DATA TO EXAMINE Block Start

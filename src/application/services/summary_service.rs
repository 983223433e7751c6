use std::sync::Arc;

use crate::application::ports::{FileLoader, FileLoaderError, LlmClient, LlmClientError};
use crate::domain::{ExtractedText, Summary, UploadedDocument};

use super::prompt_builder::PromptBuilder;
use super::response_formatter::{parse_keywords, parse_summary};

pub const DEFAULT_MAX_UPLOAD_BYTES: u64 = 20 * 1024 * 1024;
pub const DEFAULT_MAX_PROMPT_CHARS: usize = 16_000;

#[derive(Debug, Clone, Copy)]
pub struct UploadLimits {
    pub max_upload_bytes: u64,
    pub max_prompt_chars: usize,
}

impl Default for UploadLimits {
    fn default() -> Self {
        Self {
            max_upload_bytes: DEFAULT_MAX_UPLOAD_BYTES,
            max_prompt_chars: DEFAULT_MAX_PROMPT_CHARS,
        }
    }
}

pub struct SummaryService<F, L>
where
    F: FileLoader,
    L: LlmClient,
{
    file_loader: Arc<F>,
    llm_client: Arc<L>,
    prompt_builder: PromptBuilder,
    limits: UploadLimits,
}

impl<F, L> SummaryService<F, L>
where
    F: FileLoader,
    L: LlmClient,
{
    pub fn new(
        file_loader: Arc<F>,
        llm_client: Arc<L>,
        prompt_builder: PromptBuilder,
        limits: UploadLimits,
    ) -> Self {
        Self {
            file_loader,
            llm_client,
            prompt_builder,
            limits,
        }
    }

    pub fn limits(&self) -> UploadLimits {
        self.limits
    }

    pub fn supports_pdf(&self) -> bool {
        self.file_loader.supports_pdf()
    }

    #[tracing::instrument(
        skip(self, document),
        fields(filename = %document.filename, size_bytes = document.size_bytes())
    )]
    pub async fn summarize(
        &self,
        document: &UploadedDocument,
    ) -> Result<DocumentSummary, SummaryError> {
        if document.size_bytes() > self.limits.max_upload_bytes {
            return Err(SummaryError::PayloadTooLarge {
                size_bytes: document.size_bytes(),
                limit_bytes: self.limits.max_upload_bytes,
            });
        }

        if document.content_type().is_none() {
            return Err(SummaryError::UnsupportedFormat(format!(
                "'.{}' files are not supported; upload a .pdf or .txt file",
                document.extension
            )));
        }

        let raw_text = self.file_loader.extract_text(document).await?;
        let extracted = ExtractedText::capped(raw_text, self.limits.max_prompt_chars);

        if extracted.is_blank() {
            return Err(SummaryError::EmptyDocument(document.filename.clone()));
        }

        tracing::debug!(
            char_count = extracted.char_count,
            word_count = extracted.word_count,
            truncated = extracted.truncated,
            "Document text extracted"
        );

        let summary_request = self.prompt_builder.summarize(&extracted);
        let reply = self.llm_client.complete(&summary_request).await?;
        let summary = parse_summary(&reply);

        let keywords_request = self.prompt_builder.keywords(&extracted);
        let keywords = match self.llm_client.complete(&keywords_request).await {
            Ok(reply) => parse_keywords(&reply),
            Err(e) => {
                tracing::warn!(error = %e, "Keyword extraction failed, returning summary without keywords");
                Vec::new()
            }
        };

        tracing::info!(
            bullets = summary.bullets.len(),
            keywords = keywords.len(),
            "Document summarized"
        );

        Ok(DocumentSummary {
            filename: document.filename.clone(),
            summary: summary.with_keywords(keywords),
            char_count: extracted.char_count,
            word_count: extracted.word_count,
            truncated: extracted.truncated,
        })
    }
}

#[derive(Debug, Clone)]
pub struct DocumentSummary {
    pub filename: String,
    pub summary: Summary,
    pub char_count: usize,
    pub word_count: usize,
    pub truncated: bool,
}

#[derive(Debug, thiserror::Error)]
pub enum SummaryError {
    #[error("upload of {size_bytes} bytes exceeds the {limit_bytes} byte limit")]
    PayloadTooLarge { size_bytes: u64, limit_bytes: u64 },
    #[error("unsupported format: {0}")]
    UnsupportedFormat(String),
    #[error("could not extract text: {0}")]
    ExtractionFailed(String),
    #[error("no text could be extracted from {0}")]
    EmptyDocument(String),
    #[error("completion: {0}")]
    Completion(#[from] LlmClientError),
}

impl From<FileLoaderError> for SummaryError {
    fn from(error: FileLoaderError) -> Self {
        match error {
            FileLoaderError::UnsupportedFormat(detail) => Self::UnsupportedFormat(detail),
            FileLoaderError::ExtractionFailed(detail) => Self::ExtractionFailed(detail),
        }
    }
}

DATA TO EXAMINE Block End

Every record listed above needs to be written out again exactly.

### ANSWER BOX
filename src/application/services/summary_service.rs
repository 983223433e7751c6
use std::sync::Arc;

use crate::application::ports::{FileLoader, FileLoaderError, LlmClient, LlmClientError};
use crate::domain::{ExtractedText, Summary, UploadedDocument};

use super::prompt_builder::PromptBuilder;
use super::response_formatter::{parse_keywords, parse_summary};

pub const DEFAULT_MAX_UPLOAD_BYTES: u64 = 20 * 1024 * 1024;
pub const DEFAULT_MAX_PROMPT_CHARS: usize = 16_000;

#[derive(Debug, Clone, Copy)]
pub struct UploadLimits {
    pub max_upload_bytes: u64,
    pub max_prompt_chars: usize,
}

impl Default for UploadLimits {
    fn default() -> Self {
        Self {
            max_upload_bytes: DEFAULT_MAX_UPLOAD_BYTES,
            max_prompt_chars: DEFAULT_MAX_PROMPT_CHARS,
        }
    }
}

pub struct SummaryService<F, L>
where
    F: FileLoader,
    L: LlmClient,
{
    file_loader: Arc<F>,
    llm_client: Arc<L>,
    prompt_builder: PromptBuilder,
    limits: UploadLimits,
}

impl<F, L> SummaryService<F, L>
where
    F: FileLoader,
    L: LlmClient,
{
    pub fn new(
        file_loader: Arc<F>,
        llm_client: Arc<L>,
        prompt_builder: PromptBuilder,
        limits: UploadLimits,
    ) -> Self {
        Self {
            file_loader,
            llm_client,
            prompt_builder,
            limits,
        }
    }

    pub fn limits(&self) -> UploadLimits {
        self.limits
    }

    pub fn supports_pdf(&self) -> bool {
        self.file_loader.supports_pdf()
    }

    #[tracing::instrument(
        skip(self, document),
        fields(filename = %document.filename, size_bytes = document.size_bytes())
    )]
    pub async fn summarize(
        &self,
        document: &UploadedDocument,
    ) -> Result<DocumentSummary, SummaryError> {
        if document.size_bytes() > self.limits.max_upload_bytes {
            return Err(SummaryError::PayloadTooLarge {
                size_bytes: document.size_bytes(),
                limit_bytes: self.limits.max_upload_bytes,
            });
        }

        if document.content_type().is_none() {
            return Err(SummaryError::UnsupportedFormat(format!(
                "'.{}' files are not supported; upload a .pdf or .txt file",
                document.extension
            )));
        }

        let raw_text = self.file_loader.extract_text(document).await?;
        let extracted = ExtractedText::capped(raw_text, self.limits.max_prompt_chars);

        if extracted.is_blank() {
            return Err(SummaryError::EmptyDocument(document.filename.clone()));
        }

        tracing::debug!(
            char_count = extracted.char_count,
            word_count = extracted.word_count,
            truncated = extracted.truncated,
            "Document text extracted"
        );

        let summary_request = self.prompt_builder.summarize(&extracted);
        let reply = self.llm_client.complete(&summary_request).await?;
        let summary = parse_summary(&reply);

        let keywords_request = self.prompt_builder.keywords(&extracted);
        let keywords = match self.llm_client.complete(&keywords_request).await {
            Ok(reply) => parse_keywords(&reply),
            Err(e) => {
                tracing::warn!(error = %e, "Keyword extraction failed, returning summary without keywords");
                Vec::new()
            }
        };

        tracing::info!(
            bullets = summary.bullets.len(),
            keywords = keywords.len(),
            "Document summarized"
        );

        Ok(DocumentSummary {
            filename: document.filename.clone(),
            summary: summary.with_keywords(keywords),
            char_count: extracted.char_count,
            word_count: extracted.word_count,
            truncated: extracted.truncated,
        })
    }
}

#[derive(Debug, Clone)]
pub struct DocumentSummary {
    pub filename: String,
    pub summary: Summary,
    pub char_count: usize,
    pub word_count: usize,
    pub truncated: bool,
}

#[derive(Debug, thiserror::Error)]
pub enum SummaryError {
    #[error("upload of {size_bytes} bytes exceeds the {limit_bytes} byte limit")]
    PayloadTooLarge { size_bytes: u64, limit_bytes: u64 },
    #[error("unsupported format: {0}")]
    UnsupportedFormat(String),
    #[error("could not extract text: {0}")]
    ExtractionFailed(String),
    #[error("no text could be extracted from {0}")]
    EmptyDocument(String),
    #[error("completion: {0}")]
    Completion(#[from] LlmClientError),
}

impl From<FileLoaderError> for SummaryError {
    fn from(error: FileLoaderError) -> Self {
        match error {
            FileLoaderError::UnsupportedFormat(detail) => Self::UnsupportedFormat(detail),
            FileLoaderError::ExtractionFailed(detail) => Self::ExtractionFailed(detail),
        }
    }
}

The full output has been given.